Другие говорили столь же пророчески и решительно. «Дейли мейл» посчитала очень уместным то, что королева молится в соборе Святого Павла, потому что он — единственное существо, более великое, чем она сама. Марк Твен нашел количество народа, марширующего 22 июня, неописуемым, «зрелищем для «кодака», а не для пера». Но оно дало ему «некое аллегорическое представление о том, каким будет конец света»[1242].
Делалось все для усиления торжественности «одного из самых блестящих пышных зрелищ в истории»[1243]. Биограф Чемберлена, цитируя Гиббона, сравнивал юбилей королевы со светскими играми в Риме. Они «ослепляли многих»[1244] своим великолепием и вдохновляли на почтение и благоговейный трепет, как любое «великое зрелище, которое старшие никогда не видели раньше, а младшие никогда не увидят снова»[1245].

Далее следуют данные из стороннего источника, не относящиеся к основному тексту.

use std::time::{SystemTime, UNIX_EPOCH};
use time::{OffsetDateTime, format_description::well_known::Rfc3339};

pub mod catalog;
pub mod events;
pub mod health;
pub mod party;
pub mod validation;
pub mod ws;

fn format_system_time(time: SystemTime) -> String {
    OffsetDateTime::from(time)
        .format(&Rfc3339)
        .unwrap_or_else(|_| "invalid-timestamp".into())
}

/// Milliseconds since the Unix epoch, as clients compute song deadlines from it.
pub fn epoch_millis(time: SystemTime) -> u64 {
    time.duration_since(UNIX_EPOCH)
        .map(|elapsed| elapsed.as_millis() as u64)
        .unwrap_or(0)
}
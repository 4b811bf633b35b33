use tracing::warn;

use crate::{dto::health::HealthResponse, state::SharedState};

/// Respond with a static health payload while logging connectivity issues.
pub async fn health_status(state: &SharedState) -> HealthResponse {
    match state.require_party_store().await {
        Ok(store) => {
            if let Err(err) = store.health_check().await {
                warn!(error = %err, "storage health check failed");
            }
        }
        Err(_) => warn!("storage unavailable (degraded mode)"),
    }

    if state.is_degraded().await {
        HealthResponse::degraded()
    } else {
        HealthResponse::ok()
    }
}

#[cfg(test)]
mod tests {
    use std::sync::Arc;

    use super::*;
    use crate::{config::AppConfig, dao::party_store::MemoryPartyStore, state::AppState};

    #[tokio::test]
    async fn reports_degraded_until_a_store_is_installed() {
        let state = AppState::new(AppConfig::default(), None);
        assert_eq!(health_status(&state).await.status, "degraded");

        state
            .install_party_store(Arc::new(MemoryPartyStore::new()))
            .await;
        assert_eq!(health_status(&state).await.status, "ok");
    }
}
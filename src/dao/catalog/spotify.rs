//! Spotify Web API catalog using the client-credentials flow.

use std::{
    sync::Arc,
    time::{Duration, Instant},
};

use futures::future::BoxFuture;
use reqwest::Client;
use serde::Deserialize;
use tokio::sync::Mutex;
use tracing::debug;

use super::{CatalogError, CatalogTrack, TrackCatalog};

const TOKEN_URL: &str = "https://accounts.spotify.com/api/token";
const SEARCH_URL: &str = "https://api.spotify.com/v1/search";
const SEARCH_LIMIT: &str = "10";
/// Tokens are refreshed this long before the provider-declared expiry.
const TOKEN_EXPIRY_MARGIN: Duration = Duration::from_secs(60);

/// Runtime configuration describing how to authenticate against Spotify.
#[derive(Debug, Clone)]
pub struct SpotifyConfig {
    pub client_id: String,
    pub client_secret: String,
}

impl SpotifyConfig {
    /// Build a configuration by reading `SPOTIFY_CLIENT_ID` and `SPOTIFY_CLIENT_SECRET`.
    pub fn from_env() -> Result<Self, CatalogError> {
        let client_id = std::env::var("SPOTIFY_CLIENT_ID").map_err(|_| {
            CatalogError::MissingEnvVar {
                var: "SPOTIFY_CLIENT_ID",
            }
        })?;
        let client_secret = std::env::var("SPOTIFY_CLIENT_SECRET").map_err(|_| {
            CatalogError::MissingEnvVar {
                var: "SPOTIFY_CLIENT_SECRET",
            }
        })?;
        Ok(Self {
            client_id,
            client_secret,
        })
    }
}

#[derive(Clone)]
pub struct SpotifyCatalog {
    client: Client,
    config: Arc<SpotifyConfig>,
    token: Arc<Mutex<Option<CachedToken>>>,
}

struct CachedToken {
    value: String,
    expires_at: Instant,
}

#[derive(Deserialize)]
struct TokenResponse {
    access_token: String,
    expires_in: u64,
}

#[derive(Deserialize)]
struct SearchResponse {
    tracks: TrackPage,
}

#[derive(Deserialize)]
struct TrackPage {
    items: Vec<SpotifyTrack>,
}

#[derive(Deserialize)]
struct SpotifyTrack {
    id: String,
    name: String,
    artists: Vec<SpotifyArtist>,
    album: SpotifyAlbum,
    preview_url: Option<String>,
    duration_ms: u64,
}

#[derive(Deserialize)]
struct SpotifyArtist {
    name: String,
}

#[derive(Deserialize)]
struct SpotifyAlbum {
    #[serde(default)]
    images: Vec<SpotifyImage>,
}

#[derive(Deserialize)]
struct SpotifyImage {
    url: String,
}

impl From<SpotifyTrack> for CatalogTrack {
    fn from(track: SpotifyTrack) -> Self {
        Self {
            catalog_id: track.id,
            title: track.name,
            artist: track
                .artists
                .into_iter()
                .map(|artist| artist.name)
                .collect::<Vec<_>>()
                .join(", "),
            artwork_url: track
                .album
                .images
                .into_iter()
                .next()
                .map(|image| image.url)
                .unwrap_or_default(),
            preview_url: track.preview_url,
            duration_ms: track.duration_ms,
        }
    }
}

impl SpotifyCatalog {
    pub fn new(config: SpotifyConfig) -> Self {
        Self {
            client: Client::new(),
            config: Arc::new(config),
            token: Arc::new(Mutex::new(None)),
        }
    }

    async fn access_token(&self) -> Result<String, CatalogError> {
        let mut guard = self.token.lock().await;
        if let Some(token) = guard.as_ref().filter(|t| Instant::now() < t.expires_at) {
            return Ok(token.value.clone());
        }

        debug!("requesting a fresh Spotify client token");
        let response = self
            .client
            .post(TOKEN_URL)
            .basic_auth(&self.config.client_id, Some(&self.config.client_secret))
            .form(&[("grant_type", "client_credentials")])
            .send()
            .await
            .map_err(transport)?;

        if !response.status().is_success() {
            return Err(CatalogError::Authentication {
                status: response.status().as_u16(),
            });
        }

        let payload: TokenResponse = response.json().await.map_err(transport)?;
        let lifetime = Duration::from_secs(payload.expires_in).saturating_sub(TOKEN_EXPIRY_MARGIN);
        guard.replace(CachedToken {
            value: payload.access_token.clone(),
            expires_at: Instant::now() + lifetime,
        });
        Ok(payload.access_token)
    }

    async fn search_tracks(&self, query: String) -> Result<Vec<CatalogTrack>, CatalogError> {
        let token = self.access_token().await?;
        let response = self
            .client
            .get(SEARCH_URL)
            .bearer_auth(token)
            .query(&[("q", query.as_str()), ("type", "track"), ("limit", SEARCH_LIMIT)])
            .send()
            .await
            .map_err(transport)?;

        if !response.status().is_success() {
            return Err(CatalogError::SearchStatus {
                status: response.status().as_u16(),
            });
        }

        let payload: SearchResponse = response.json().await.map_err(transport)?;
        Ok(payload.tracks.items.into_iter().map(Into::into).collect())
    }
}

impl TrackCatalog for SpotifyCatalog {
    fn search(&self, query: String) -> BoxFuture<'static, Result<Vec<CatalogTrack>, CatalogError>> {
        let catalog = self.clone();
        Box::pin(async move { catalog.search_tracks(query).await })
    }
}

fn transport(err: reqwest::Error) -> CatalogError {
    CatalogError::Transport {
        message: err.to_string(),
    }
}

#[cfg(test)]
mod tests {
    use super::*;

    #[test]
    fn spotify_track_maps_to_catalog_track() {
        let raw = r#"{
            "id": "4uLU6hMCjMI75M1A2tKUQC",
            "name": "Never Gonna Give You Up",
            "artists": [{"name": "Rick Astley"}, {"name": "Guest"}],
            "album": {"images": [{"url": "https://img/large"}, {"url": "https://img/small"}]},
            "preview_url": null,
            "duration_ms": 213573
        }"#;
        let track: SpotifyTrack = serde_json::from_str(raw).unwrap();
        let mapped = CatalogTrack::from(track);

        assert_eq!(mapped.catalog_id, "4uLU6hMCjMI75M1A2tKUQC");
        assert_eq!(mapped.artist, "Rick Astley, Guest");
        assert_eq!(mapped.artwork_url, "https://img/large");
        assert_eq!(mapped.preview_url, None);
        assert_eq!(mapped.duration_ms, 213_573);
    }

    #[test]
    fn missing_artwork_defaults_to_empty() {
        let raw = r#"{"id": "x", "name": "y", "artists": [], "album": {}, "duration_ms": 1}"#;
        let track: SpotifyTrack = serde_json::from_str(raw).unwrap();
        assert_eq!(CatalogTrack::from(track).artwork_url, "");
    }
}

Четверть миллиона фунтов стерлингов было потрачено на украшение Лондона, как надлежало столице империи. Улицы обвесили гирляндами, баннерами и знаменами. Здания украшали огромными вензелями королевы Виктории, многие из них были выполнены из металла и цветного стекла. Было множество патриотических и имперских лозунгов, которые часто использовали производители для рекламы продукции. Например, они звучали в рекламе «Боврила», «Горчицы Кольмана», «Фруктовой соли Эно» и «Пузырящегося тоника Уилсона». Банк Англии, который доминировал на форуме, часто называемом «сердце империи»[1246], вывесил светящийся лозунг: «Она трудилась на благо своего народа»[1247]. Электричество помогало газу в отбрасывании сияния на имперскую монархию во время того, что «Тайме» назвала первым панбританским праздником. Перед тем, как отправиться в собор Святого Павла, королева Виктория нажала на кнопку, телеграфируя послание империи: «От всего сердца благодарю мой любимый народ, пусть его благословит Господь!»[1248]
Одиннадцать премьеров колоний участвовали в процессии. Присутствовали и украшенные драгоценными камнями сатрапы империи, а больше всех сияли индийские махараджи, которые иллюстрировали афоризм Киплинга о том, что их создало Провидение, чтобы предложить человечеству зрелище.
Еще более впечатляющим был набор военной мощи. Примерно 46 000 солдат, самое большое подразделение из когда-либо собиравшихся в столице, промаршировали под стук копыт, звон снаряжения, громкую музыку оркестров и бесконечный топот сапог. Это не был просто знакомый набор красных мундиров и золотых грудных ремней, белых перьев и блестящий копий, серебряных литавр и латунных военно-морских орудий. Это была группа людей империи, объединенных общими интересами. Наиболее живописно их говорил о них знаменитый автор «Дейли мейл» Дж.В. Стивенс: «Стройные, крепкие, хорошо сложенные канадцы, длинноногие, светлокожие австралийцы — все едины со своими конями. Гигантские большеглазые маори расслабленно сидят в седле и странно отклоняются назад. Загорелые южноафриканцы, сикхи с прямой осанкой, маленькие гибкие малайцы, китайцы в белых мисках, перевернутых у них на головах, улыбающиеся хауса, такие черные, что кажется, будто их кожа отсвечивает серебром на солнце…. Там были люди с белой, желтой, коричневой и черной кожей, всех цветов и оттенков, со всех континентов, представители всех рас и национальностей, говорящие на всех языках. И все они были готовы сражаться с оружием в руках за Британскую империю и британскую королеву. Они все подходили и подходили, их становилось все больше и больше — новые типажи, новые королевства каждую пару ярдов, целый антропологический музей, живая газета Британской империи. С ними прибыли их английские офицеры, которым они подчиняются и за которыми следуют, словно дети… И вы начинаете понимать, как никогда раньше, что означает империя»[1249].